Yurt dışında, Türkiye'nin ve Türk insanın itibarı düşüktü. Yurt dışında yaşayan gurbetciler ve yurt dışına çıkan kardeşlerimizin boynu büküktü. Kendilerine, 'Hangi ülkedensin, nerelisin?' sorusu sorulmaması için kenarda dururlardı, yere bakarlardı.
3 Kasım 2002 yılında iktidar olan Akparti girmiş olduğu seçimlerden oyunu yükselterek çıktı. 13 yıllık iktidarın da Türkiye ye yüzlerce alanda binlerce büyük hizmet kazandırdı. Eskiden küçük bir hizmet devlet töreniyle açılırdı. Akparti, hizmetlerin, eserlerin açılışını tek tek yetiştiremediğinden toplu açılış törenleriyle açtı.
Devlet adamı, liderlerler kolay yetişmez. Herkes de devlet adamı, lider olamaz. Kemal Atatürk, Adnan Menderes, Turgut Özal, Necmettin Erbakan, Alparslan Türkeş, Recep Tayyip Erdoğan ve Ahmet Davutoğlu bu ülkenin devlet adamı ve liderleridir. Yaşayan liderlerimizin değerini bilmeliyiz. Bu liderleri; batılılar ve Siyonistler hiç sevmedi ki. Amacımız, istikrarın bozulmaması için bir hatırlatmaydı.
7 Haziran dan önce bu yazıyı kaleme alamadım, köşe yazısı olarak yayınlayamadım. Yine ‘yağcılık, yağcı!’ eleştirisine maruz kalmaktan çekinmiştim. . Amacımız, istikrarın bozulmaması için bir hatırlatmaydı.
2002 den beri anlatmaya çalıştığımız, söylememek istediğimiz bunlardı. Başka bir şey yapmadık.
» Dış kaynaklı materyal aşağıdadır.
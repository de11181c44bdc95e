// Swerve drive module for the four-wheel independent-steer base
//
// Provides:
// - Chassis geometry and native-unit conversion constants
// - Swerve inverse kinematics (chassis rates -> wheel speed and steering position)
// - Module addressing (controller IDs and steering index offsets)

mod geometry;
pub mod kinematics;
mod modules;

pub use geometry::{ChassisGeometry, UnitConversion};
pub use kinematics::{SwerveKinematics, Wheel, WheelCommand, WheelCommands};
pub use modules::{ModuleConfig, SwerveModules};
#[cfg(test)]
mod tests {
    use super::*;
    use std::f64::consts::{FRAC_PI_2, PI};

    const EPS: f64 = 1e-9;

    fn engine(length: f64, width: f64, speed_scale: f64) -> SwerveKinematics {
        SwerveKinematics::new(
            ChassisGeometry::from_wheelbase(length, width),
            UnitConversion::new(speed_scale, 4096.0, 55.2),
        )
    }

    /// Engine whose outputs stay in the math domain (speed 0..1, angle in radians)
    fn unit_engine(length: f64, width: f64) -> SwerveKinematics {
        SwerveKinematics::new(
            ChassisGeometry::from_wheelbase(length, width),
            UnitConversion {
                speed_scale: 1.0,
                to_position: 1.0,
            },
        )
    }

    fn assert_close(a: f64, b: f64, what: &str) {
        assert!((a - b).abs() < EPS, "{}: {} != {}", what, a, b);
    }

    fn assert_commands_close(a: &WheelCommands, b: &WheelCommands) {
        for ((wheel, ca), (_, cb)) in a.iter().zip(b.iter()) {
            assert_close(ca.speed, cb.speed, wheel.name());
            assert_close(ca.position, cb.position, wheel.name());
        }
    }

    #[test]
    fn test_zero_input() {
        let wheels = engine(10.0, 10.0, 600.0).compute_wheel_commands(0.0, 0.0, 0.0, false, 0.0);
        for (wheel, cmd) in wheels.iter() {
            assert_eq!(cmd.speed, 0.0, "{} speed", wheel.name());
            assert_eq!(cmd.position, 0.0, "{} position", wheel.name());
        }
    }

    #[test]
    fn test_negative_zero_terms_do_not_flip_angle() {
        // -0.0 strafe and forward would give atan2(-0.0, -0.0) = -PI without the guard
        let wheels = unit_engine(10.0, 10.0).compute_wheel_commands(-0.0, -0.0, 0.0, false, 0.0);
        for (_, cmd) in wheels.iter() {
            assert_eq!(cmd.position, 0.0);
            assert_eq!(cmd.speed, 0.0);
        }
    }

    #[test]
    fn test_forward_motion() {
        let wheels = engine(10.0, 10.0, 600.0).compute_wheel_commands(1.0, 0.0, 0.0, false, 0.0);
        println!("Forward: {:?}", wheels);

        for (wheel, cmd) in wheels.iter() {
            assert_close(cmd.speed, 600.0, wheel.name());
            assert_close(cmd.position, 0.0, wheel.name());
        }
    }

    #[test]
    fn test_strafe_points_wheels_sideways() {
        let kin = unit_engine(10.0, 10.0);
        let wheels = kin.compute_wheel_commands(0.0, 0.5, 0.0, false, 0.0);
        for (wheel, cmd) in wheels.iter() {
            assert_close(cmd.speed, 0.5, wheel.name());
            assert_close(cmd.position, FRAC_PI_2, wheel.name());
        }
    }

    #[test]
    fn test_rotation_only() {
        // Rectangular chassis so the pinwheel is not trivially symmetric
        let kin = unit_engine(20.0, 12.0);
        let rotate = 0.05;
        let wheels = kin.compute_wheel_commands(0.0, 0.0, rotate, false, 0.0);
        println!("Rotation: {:?}", wheels);

        let geometry = kin.geometry();
        let a = -rotate * geometry.half_length;
        let b = rotate * geometry.half_length;
        let c = -rotate * geometry.half_width;
        let d = rotate * geometry.half_width;

        // Same radius from center for every module
        let speeds = wheels.speeds();
        for speed in speeds {
            assert_close(speed, speeds[0], "rotation speed");
        }
        assert_close(speeds[0], b.hypot(c), "rotation magnitude");

        // Each wheel tangential: diagonally opposite wheels point opposite ways
        assert_close(wheels[Wheel::FrontRight].position, b.atan2(c), "fr");
        assert_close(wheels[Wheel::FrontLeft].position, b.atan2(d), "fl");
        assert_close(wheels[Wheel::RearLeft].position, a.atan2(d), "rl");
        assert_close(wheels[Wheel::RearRight].position, a.atan2(c), "rr");
        assert_close(
            wheels[Wheel::FrontRight].position - wheels[Wheel::RearLeft].position,
            PI,
            "fr vs rl",
        );
        assert_close(
            wheels[Wheel::FrontLeft].position - wheels[Wheel::RearRight].position,
            PI,
            "fl vs rr",
        );
    }

    #[test]
    fn test_saturation_preserves_ratios() {
        let kin = unit_engine(10.0, 10.0);
        let (forward, strafe, rotate): (f64, f64, f64) = (0.8, 0.3, 0.1);

        // Raw speeds computed by hand before normalization
        let (a, b) = (strafe - rotate * 5.0, strafe + rotate * 5.0);
        let (c, d) = (forward - rotate * 5.0, forward + rotate * 5.0);
        let raw = [b.hypot(c), b.hypot(d), a.hypot(d), a.hypot(c)];
        let raw_max = raw.iter().copied().fold(0.0f64, f64::max);
        assert!(raw_max > 1.0, "test input must saturate");

        let speeds = kin.compute_wheel_commands(forward, strafe, rotate, false, 0.0).speeds();
        let max = speeds.iter().copied().fold(0.0f64, f64::max);
        assert_close(max, 1.0, "normalized max");
        for i in 0..4 {
            assert_close(speeds[i], raw[i] / raw_max, "ratio");
        }
    }

    #[test]
    fn test_speed_never_exceeds_scale() {
        let kin = engine(10.0, 10.0, 600.0);
        for &(f, s, r) in &[(1.0, 1.0, 1.0), (-1.0, 1.0, -1.0), (50.0, -20.0, 3.0)] {
            for speed in kin.compute_wheel_commands(f, s, r, false, 0.0).speeds() {
                assert!((0.0..=600.0 + EPS).contains(&speed), "speed {} out of range", speed);
            }
        }
    }

    #[test]
    fn test_unsaturated_speeds_not_scaled_up() {
        let speeds = unit_engine(10.0, 10.0)
            .compute_wheel_commands(0.25, 0.0, 0.0, false, 0.0)
            .speeds();
        for speed in speeds {
            assert_close(speed, 0.25, "quarter speed");
        }
    }

    #[test]
    fn test_field_centric_zero_heading_matches_robot_centric() {
        let kin = engine(10.0, 8.0, 600.0);
        let robot = kin.compute_wheel_commands(0.4, -0.3, 0.02, false, 0.0);
        let field = kin.compute_wheel_commands(0.4, -0.3, 0.02, true, 0.0);
        assert_eq!(robot, field);
    }

    #[test]
    fn test_field_centric_quarter_turn() {
        // Robot facing +90°: field-forward is robot-left, i.e. negative strafe
        let kin = engine(10.0, 8.0, 600.0);
        let field = kin.compute_wheel_commands(1.0, 0.0, 0.0, true, FRAC_PI_2);
        let robot = kin.compute_wheel_commands(0.0, -1.0, 0.0, false, 0.0);
        assert_commands_close(&field, &robot);
    }

    #[test]
    fn test_heading_ignored_when_robot_centric() {
        let kin = engine(10.0, 8.0, 600.0);
        let a = kin.compute_wheel_commands(0.5, 0.2, 0.0, false, 1.3);
        let b = kin.compute_wheel_commands(0.5, 0.2, 0.0, false, 0.0);
        assert_eq!(a, b);
    }

    #[test]
    fn test_repeated_calls_are_identical() {
        let kin = engine(10.0, 8.0, 600.0);
        let first = kin.compute_wheel_commands(0.3, 0.7, -0.04, true, 0.9);
        for _ in 0..10 {
            assert_eq!(kin.compute_wheel_commands(0.3, 0.7, -0.04, true, 0.9), first);
        }
    }

    #[test]
    fn test_non_finite_input_gives_finite_output() {
        let kin = engine(10.0, 10.0, 600.0);
        let wheels = kin.compute_wheel_commands(f64::NAN, f64::INFINITY, 0.0, true, f64::NAN);
        for (_, cmd) in wheels.iter() {
            assert!(cmd.speed.is_finite());
            assert!(cmd.position.is_finite());
        }
        assert_eq!(wheels, kin.compute_wheel_commands(0.0, 0.0, 0.0, false, 0.0));
    }

    #[test]
    fn test_huge_request_saturates_to_full_speed() {
        let kin = engine(10.0, 10.0, 600.0);
        let wheels = kin.compute_wheel_commands(f64::MAX, f64::MAX, 0.0, false, 0.0);
        println!("Huge diagonal: {:?}", wheels);

        // Same direction as a unit diagonal request, at full speed
        let unit = kin.compute_wheel_commands(1.0, 1.0, 0.0, false, 0.0);
        assert_commands_close(&wheels, &unit);
        for speed in wheels.speeds() {
            assert_close(speed, 600.0, "huge speed");
        }
    }

    #[test]
    fn test_huge_rotation_keeps_pinwheel() {
        let kin = unit_engine(20.0, 12.0);
        let huge = kin.compute_wheel_commands(0.0, 0.0, f64::MAX, true, 0.7);
        let small = kin.compute_wheel_commands(0.0, 0.0, 1.0, true, 0.7);
        assert_commands_close(&huge, &small);
        let max = huge.speeds().iter().copied().fold(0.0f64, f64::max);
        assert_close(max, 1.0, "huge rotation max");
    }

    #[test]
    fn test_compute_from_command() {
        let kin = engine(10.0, 8.0, 600.0);
        let cmd = ChassisCommand {
            forward: 0.2,
            strafe: -0.4,
            rotate: 0.01,
            field_centric: true,
            heading: 0.5,
        };
        assert_eq!(
            kin.compute(&cmd),
            kin.compute_wheel_commands(0.2, -0.4, 0.01, true, 0.5)
        );
    }

    #[test]
    fn test_position_uses_native_ticks() {
        // Pure strafe right is a quarter wheel turn
        let wheels = engine(10.0, 10.0, 600.0).compute_wheel_commands(0.0, 1.0, 0.0, false, 0.0);
        let quarter_turn = 4096.0 * 55.2 / 4.0;
        for (wheel, cmd) in wheels.iter() {
            assert!((cmd.position - quarter_turn).abs() < 1e-6, "{}", wheel.name());
        }
    }
}
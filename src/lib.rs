pub mod config;
pub mod input;
pub mod messages;
pub mod runtime;
pub mod swerve;
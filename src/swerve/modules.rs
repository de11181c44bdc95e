// Module addressing for the swerve base
//
// Maps the kinematics output onto the drive/steer controller IDs and applies
// each steering encoder's index offset, producing setpoints the motor
// controller bridge can forward as-is.

use tracing::debug;

use super::kinematics::{Wheel, WheelCommands};
use crate::config::SwerveConfig;
use crate::messages::{ModuleSetpoint, SwerveActuation};

/// Controller IDs and steering offset for one module
#[derive(Debug, Clone, Copy, PartialEq)]
pub struct ModuleConfig {
    pub drive_id: u8,
    pub steer_id: u8,
    pub index_offset: f64,
}

/// The four modules in front-right, front-left, rear-left, rear-right order
#[derive(Debug, Clone, Copy, PartialEq)]
pub struct SwerveModules {
    modules: [ModuleConfig; 4],
}

impl SwerveModules {
    pub fn new(modules: [ModuleConfig; 4]) -> Self {
        Self { modules }
    }

    pub fn from_config(config: &SwerveConfig) -> Self {
        let modules = Wheel::ALL.map(|wheel| {
            let i = wheel.index();
            ModuleConfig {
                drive_id: config.drive_can_ids[i],
                steer_id: config.steer_can_ids[i],
                index_offset: config.steer_index_offsets[i],
            }
        });
        Self { modules }
    }

    pub fn module(&self, wheel: Wheel) -> &ModuleConfig {
        &self.modules[wheel.index()]
    }

    /// Address each wheel command to its controllers
    pub fn actuation(&self, wheels: &WheelCommands) -> SwerveActuation {
        let modules = Wheel::ALL.map(|wheel| {
            let module = self.module(wheel);
            let cmd = wheels[wheel];
            ModuleSetpoint {
                wheel,
                drive_id: module.drive_id,
                steer_id: module.steer_id,
                speed: cmd.speed,
                position: cmd.position + module.index_offset,
            }
        });

        debug!(
            "Module setpoints: fr=({:.1}, {:.1}) fl=({:.1}, {:.1}) rl=({:.1}, {:.1}) rr=({:.1}, {:.1})",
            modules[0].speed,
            modules[0].position,
            modules[1].speed,
            modules[1].position,
            modules[2].speed,
            modules[2].position,
            modules[3].speed,
            modules[3].position
        );

        SwerveActuation { modules }
    }
}

#[cfg(test)]
mod tests {
    use super::*;

    #[test]
    fn test_default_ids() {
        let modules = SwerveModules::from_config(&SwerveConfig::default());
        assert_eq!(modules.module(Wheel::FrontRight).drive_id, 1);
        assert_eq!(modules.module(Wheel::FrontRight).steer_id, 11);
        assert_eq!(modules.module(Wheel::RearRight).drive_id, 4);
        assert_eq!(modules.module(Wheel::RearRight).steer_id, 14);
    }

    #[test]
    fn test_offsets_applied_in_order() {
        let config = SwerveConfig::default();
        let kin = config.kinematics();
        let modules = SwerveModules::from_config(&config);

        let wheels = kin.compute_wheel_commands(0.5, 0.5, 0.0, false, 0.0);
        let actuation = modules.actuation(&wheels);

        for (i, (wheel, cmd)) in wheels.iter().enumerate() {
            let setpoint = &actuation.modules[i];
            assert_eq!(setpoint.wheel, wheel);
            assert_eq!(setpoint.speed, cmd.speed);
            assert_eq!(
                setpoint.position,
                cmd.position + config.steer_index_offsets[i]
            );
        }
    }

    #[test]
    fn test_zero_offsets_pass_positions_through() {
        let modules = SwerveModules::new(
            [ModuleConfig {
                drive_id: 0,
                steer_id: 0,
                index_offset: 0.0,
            }; 4],
        );
        let wheels = SwerveConfig::default()
            .kinematics()
            .compute_wheel_commands(0.0, 0.3, 0.2, false, 0.0);
        let actuation = modules.actuation(&wheels);
        assert_eq!(
            actuation.modules.map(|m| m.position),
            wheels.positions()
        );
    }
}
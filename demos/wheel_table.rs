// Wheel table: print module setpoints for a few canned chassis commands
//
// Usage: cargo run --example wheel_table -- [config.json]

use std::f64::consts::FRAC_PI_2;

use swerve_zenoh_runtime::config::SwerveConfig;
use swerve_zenoh_runtime::messages::ChassisCommand;
use swerve_zenoh_runtime::swerve::SwerveModules;

fn main() -> Result<(), Box<dyn std::error::Error>> {
    let config = match std::env::args().nth(1) {
        Some(path) => SwerveConfig::load(path)?,
        None => SwerveConfig::default(),
    };
    let kinematics = config.kinematics();
    let modules = SwerveModules::from_config(&config);

    let cases = [
        ("stop", ChassisCommand::default()),
        ("forward", ChassisCommand { forward: 1.0, ..Default::default() }),
        ("strafe right", ChassisCommand { strafe: 1.0, ..Default::default() }),
        ("rotate cw", ChassisCommand { rotate: 0.1, ..Default::default() }),
        (
            "forward + rotate (saturated)",
            ChassisCommand { forward: 1.0, rotate: 0.1, ..Default::default() },
        ),
        (
            "field forward, heading 90",
            ChassisCommand {
                forward: 1.0,
                field_centric: true,
                heading: FRAC_PI_2,
                ..Default::default()
            },
        ),
    ];

    for (label, cmd) in cases {
        let wheels = kinematics.compute(&cmd);
        let actuation = modules.actuation(&wheels);

        println!("{} {:?}", label, cmd);
        for (setpoint, (wheel, raw)) in actuation.modules.iter().zip(wheels.iter()) {
            println!(
                "  {:<12} drive#{:<2} speed {:>8.2}   steer#{:<2} angle {:>8.2} deg  pos {:>10.1}",
                wheel.name(),
                setpoint.drive_id,
                setpoint.speed,
                setpoint.steer_id,
                (raw.position / kinematics.units().to_position).to_degrees(),
                setpoint.position
            );
        }
        println!();
    }

    Ok(())
}
// Swerve keyboard teleop
//
// W/S forward, A/D strafe, Z/X rotate (X = clockwise), 1/2/3 speed gear,
// C toggle field-centric, [ and ] step the simulated heading, Q quit.
//
// Usage: cargo run --example teleop

use std::f64::consts::PI;
use std::time::{Duration, Instant};

use crossterm::event::{self, Event, KeyCode, KeyEvent, KeyEventKind};
use crossterm::terminal::{disable_raw_mode, enable_raw_mode};
use swerve_zenoh_runtime::config::{LOOP_HZ, SwerveConfig, TOPIC_CMD_CHASSIS};
use swerve_zenoh_runtime::messages::ChassisCommand;
use tracing::info;

/// Translate and rotate rate per gear; every rate clears the default 0.1 deadband
const GEARS: [(f64, f64); 3] = [(0.3, 0.15), (0.6, 0.3), (1.0, 0.6)];
const HEADING_STEP: f64 = PI / 12.0;
/// Keys auto-repeat, so an axis is released once its key stops repeating
const KEY_HOLD: Duration = Duration::from_millis(150);

#[derive(Clone, Copy)]
enum Axis {
    Forward,
    Strafe,
    Rotate,
}

/// Held axis deflection, -1, 0 or 1, with the time it was last refreshed
#[derive(Default)]
struct Stick {
    forward: (f64, Option<Instant>),
    strafe: (f64, Option<Instant>),
    rotate: (f64, Option<Instant>),
}

impl Stick {
    fn press(&mut self, axis: Axis, sign: f64) {
        let slot = match axis {
            Axis::Forward => &mut self.forward,
            Axis::Strafe => &mut self.strafe,
            Axis::Rotate => &mut self.rotate,
        };
        *slot = (sign, Some(Instant::now()));
    }

    fn held(slot: (f64, Option<Instant>)) -> f64 {
        match slot {
            (sign, Some(at)) if at.elapsed() < KEY_HOLD => sign,
            _ => 0.0,
        }
    }

    /// Fill the rate fields of `cmd` for the selected gear
    fn apply(&self, cmd: &mut ChassisCommand, (translate, rotate): (f64, f64)) {
        cmd.forward = Self::held(self.forward) * translate;
        cmd.strafe = Self::held(self.strafe) * translate;
        cmd.rotate = Self::held(self.rotate) * rotate;
    }
}

fn axis_for(code: KeyCode) -> Option<(Axis, f64)> {
    match code {
        KeyCode::Char('w') => Some((Axis::Forward, 1.0)),
        KeyCode::Char('s') => Some((Axis::Forward, -1.0)),
        KeyCode::Char('d') => Some((Axis::Strafe, 1.0)),
        KeyCode::Char('a') => Some((Axis::Strafe, -1.0)),
        KeyCode::Char('x') => Some((Axis::Rotate, 1.0)),
        KeyCode::Char('z') => Some((Axis::Rotate, -1.0)),
        _ => None,
    }
}

#[tokio::main]
async fn main() -> Result<(), Box<dyn std::error::Error + Send + Sync>> {
    tracing_subscriber::fmt().with_env_filter("info").init();

    let config = SwerveConfig::default();
    info!(
        "Deadband fwd={} str={} rot={}",
        config.deadband.forward, config.deadband.strafe, config.deadband.rotate
    );

    let session = zenoh::open(zenoh::Config::default()).await?;
    let publisher = session.declare_publisher(TOPIC_CMD_CHASSIS).await?;
    info!("Publishing chassis commands on {}", TOPIC_CMD_CHASSIS);

    enable_raw_mode()?;
    let result = drive(&publisher).await;
    disable_raw_mode()?;

    result
}

async fn drive(
    publisher: &zenoh::pubsub::Publisher<'_>,
) -> Result<(), Box<dyn std::error::Error + Send + Sync>> {
    let period = Duration::from_millis(1000 / LOOP_HZ);
    let mut stick = Stick::default();
    let mut gear = 0;
    let mut cmd = ChassisCommand::default();

    loop {
        if event::poll(period)? {
            if let Event::Key(KeyEvent { code, kind, .. }) = event::read()? {
                if kind == KeyEventKind::Release {
                    continue;
                }
                if let Some((axis, sign)) = axis_for(code) {
                    stick.press(axis, sign);
                }
                match code {
                    KeyCode::Char(c @ '1'..='3') => {
                        gear = (c as u8 - b'1') as usize;
                        info!("Gear {}: {:?}", gear + 1, GEARS[gear]);
                    }
                    KeyCode::Char('c') => {
                        cmd.field_centric = !cmd.field_centric;
                        info!("Field-centric: {}", cmd.field_centric);
                    }
                    KeyCode::Char('[') => cmd.heading -= HEADING_STEP,
                    KeyCode::Char(']') => cmd.heading += HEADING_STEP,
                    KeyCode::Char('q') | KeyCode::Esc => return Ok(()),
                    _ => {}
                }
            }
        }

        stick.apply(&mut cmd, GEARS[gear]);
        publisher.put(serde_json::to_string(&cmd)?).await?;
    }
}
Amacımız, istikrarın bozulmaması için bir hatırlatmaydı.
1960-2002 yılları arasında, her seçim öncesi verilen vaatler ve politik durumu dramatize ederek halkın ilgisini uyandırmak amacıyla yapılan popülizmden bu ülkenin insanları çok çekti, çok ağır bedel ödedi.
Amacımız, istikrarın bozulmaması için bir hatırlatmaydı. Herkesi seviyoruz, Ülkemize ve halkımıza hizmet edenleri biraz daha fazla seviyoruz.